Cardinal Antonio Cañizares Llovera, the Archbishop of Toledo, on Sunday decried a Spanish judge’s ruling that removed crucifixes from classroom walls. He called it a doomed, “Christophobic” attempt to “impose a new culture” which forgets and denies both God and man.
In the northern city of Valladolid, Judge Alejandro Valentin ordered the Macias Picavea School to remove religious symbols from classrooms and public spaces, arguing that the presence of these symbols in areas where minors are educated can promote the idea that the state is closer to Catholicism than other religions, the Edmonton Journal reports.
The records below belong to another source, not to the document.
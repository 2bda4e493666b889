//! Store traits.
//!
//! Services never talk to a connection directly. They call
//! [`Database::begin`] to open a [`UnitOfWork`], use the repository
//! methods it exposes, and call [`UnitOfWork::commit`]. A unit of work
//! that is dropped without commit rolls back.

use async_trait::async_trait;
use uuid::Uuid;

use clientdesk_core::result::AppResult;
use clientdesk_entity::audit::{AuditRecord, NewAuditEntry};
use clientdesk_entity::client::{Address, Client, Document, NewAddress, NewClient, NewDocument};
use clientdesk_entity::employee::{Employee, EmployeeChanges, EmployeeWithUser, NewEmployee};
use clientdesk_entity::session::{NewSession, Session};
use clientdesk_entity::user::{NewUser, User, UserChanges};

/// Entry point to a backing store.
#[async_trait]
pub trait Database: Send + Sync + 'static {
    /// Open a new unit of work.
    async fn begin(&self) -> AppResult<Box<dyn UnitOfWork>>;

    /// Check store connectivity.
    async fn health_check(&self) -> AppResult<bool>;

    /// Short backend name for logs and health output.
    fn backend(&self) -> &'static str;
}

/// One atomic transaction exposing every repository.
#[async_trait]
pub trait UnitOfWork:
    ClientRepository
    + AddressRepository
    + DocumentRepository
    + AuditRepository
    + UserRepository
    + EmployeeRepository
    + SessionRepository
    + Send
{
    /// Make every write performed through this unit of work durable.
    async fn commit(self: Box<Self>) -> AppResult<()>;
}

/// Client rows.
#[async_trait]
pub trait ClientRepository: Send {
    /// All clients ordered by id.
    async fn list_clients(&mut self) -> AppResult<Vec<Client>>;

    /// Find a client by primary key.
    async fn find_client(&mut self, id: i64) -> AppResult<Option<Client>>;

    /// Insert an active client.
    async fn insert_client(&mut self, client: &NewClient) -> AppResult<Client>;

    /// Persist every scalar field of `client` and bump `updated_at`.
    async fn save_client(&mut self, client: &Client) -> AppResult<Client>;
}

/// Addresses owned by clients.
#[async_trait]
pub trait AddressRepository: Send {
    /// Addresses of the given clients ordered by id.
    async fn list_addresses(&mut self, client_ids: &[i64]) -> AppResult<Vec<Address>>;

    /// Attach one address to a client.
    async fn insert_address(&mut self, client_id: i64, address: &NewAddress)
    -> AppResult<Address>;

    /// Remove every address of a client. Returns the number removed.
    async fn delete_addresses(&mut self, client_id: i64) -> AppResult<u64>;
}

/// Identity documents owned by clients.
#[async_trait]
pub trait DocumentRepository: Send {
    /// Documents of the given clients ordered by id.
    async fn list_documents(&mut self, client_ids: &[i64]) -> AppResult<Vec<Document>>;

    /// Attach one document to a client.
    async fn insert_document(
        &mut self,
        client_id: i64,
        document: &NewDocument,
    ) -> AppResult<Document>;

    /// Remove every document of a client. Returns the number removed.
    async fn delete_documents(&mut self, client_id: i64) -> AppResult<u64>;
}

/// Append-only client audit trail.
#[async_trait]
pub trait AuditRepository: Send {
    /// Append one entry.
    async fn insert_audit(&mut self, entry: &NewAuditEntry) -> AppResult<AuditRecord>;

    /// Entries of a client ordered by `created_at`, then id, with the
    /// actor's display name joined in.
    async fn list_audits(&mut self, client_id: i64) -> AppResult<Vec<AuditRecord>>;
}

/// User accounts.
#[async_trait]
pub trait UserRepository: Send {
    /// Find a user by primary key.
    async fn find_user(&mut self, id: i64) -> AppResult<Option<User>>;

    /// Find a user by email (case-insensitive).
    async fn find_user_by_email(&mut self, email: &str) -> AppResult<Option<User>>;

    /// Insert a user. A taken email is a validation error on `email`.
    async fn insert_user(&mut self, user: &NewUser) -> AppResult<User>;

    /// Apply a partial update. A taken email is a validation error on `email`.
    async fn update_user(&mut self, id: i64, changes: &UserChanges) -> AppResult<User>;

    /// Delete a user together with its employee row and sessions.
    async fn delete_user(&mut self, id: i64) -> AppResult<bool>;
}

/// Employee profiles.
#[async_trait]
pub trait EmployeeRepository: Send {
    /// All employees with their users, ordered by id.
    async fn list_employees(&mut self) -> AppResult<Vec<EmployeeWithUser>>;

    /// Find an employee with its user.
    async fn find_employee(&mut self, id: i64) -> AppResult<Option<EmployeeWithUser>>;

    /// Insert an employee row for an existing user.
    async fn insert_employee(&mut self, employee: &NewEmployee) -> AppResult<Employee>;

    /// Apply a partial update.
    async fn update_employee(&mut self, id: i64, changes: &EmployeeChanges)
    -> AppResult<Employee>;

    /// Delete an employee row.
    async fn delete_employee(&mut self, id: i64) -> AppResult<bool>;
}

/// Login sessions.
#[async_trait]
pub trait SessionRepository: Send {
    /// Insert a session.
    async fn insert_session(&mut self, session: &NewSession) -> AppResult<Session>;

    /// Find a session by id.
    async fn find_session(&mut self, id: Uuid) -> AppResult<Option<Session>>;

    /// Revoke every active session of a user. Returns the number revoked.
    async fn revoke_user_sessions(&mut self, user_id: i64) -> AppResult<u64>;
}
//! Logging configuration.

use serde::{Deserialize, Serialize};

/// Logging and tracing configuration.
#[derive(Debug, Clone, Serialize, Deserialize)]
pub struct LoggingConfig {
    /// Log level: `"trace"`, `"debug"`, `"info"`, `"warn"`, `"error"`.
    #[serde(default = "default_level")]
    pub level: String,
    /// Log format: `"json"` or `"pretty"`.
    #[serde(default = "default_format")]
    pub format: String,
}

impl Default for LoggingConfig {
    fn default() -> Self {
        Self {
            level: default_level(),
            format: default_format(),
        }
    }
}

fn default_level() -> String {
    "info".to_string()
}

fn default_format() -> String {
    "json".to_string()
}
His decision came in response to a 2005 request by a parent and a local secular association which argued for the decision on the grounds that the Spanish constitution guarantees "freedom of religion" and ensures the "secular and neutral" character of the state.
Cardinal Cañizares responded to the decision, saying “it is an attempt to impose a new culture, a project of humanity that implies an anthropological and radical vision which changes the vision that constitutes our identity,” an identity Spaniards have received “from our predecessors.”
“Forgetting God is like forgetting and denying man himself, even if we hardly admit it,” the cardinal said, according to SIR. This leads to a “pathological situation” which permits abortion, euthanasia, experimentation on embryos and their exploitation for economic purposes.
He said such phenomena and the decision are not “isolated episodes” but reveal “a Christophobia which is nothing else but hatred for oneself.”
“We are suffering from a real pathology caused by the weakening, or even the destruction, of family which, along with the Church, is seen as an obstacle to be removed in order to impose the new project of man and society which has no future because, at the end, it is a project that destroys him,” Cardinal Cañizares remarked.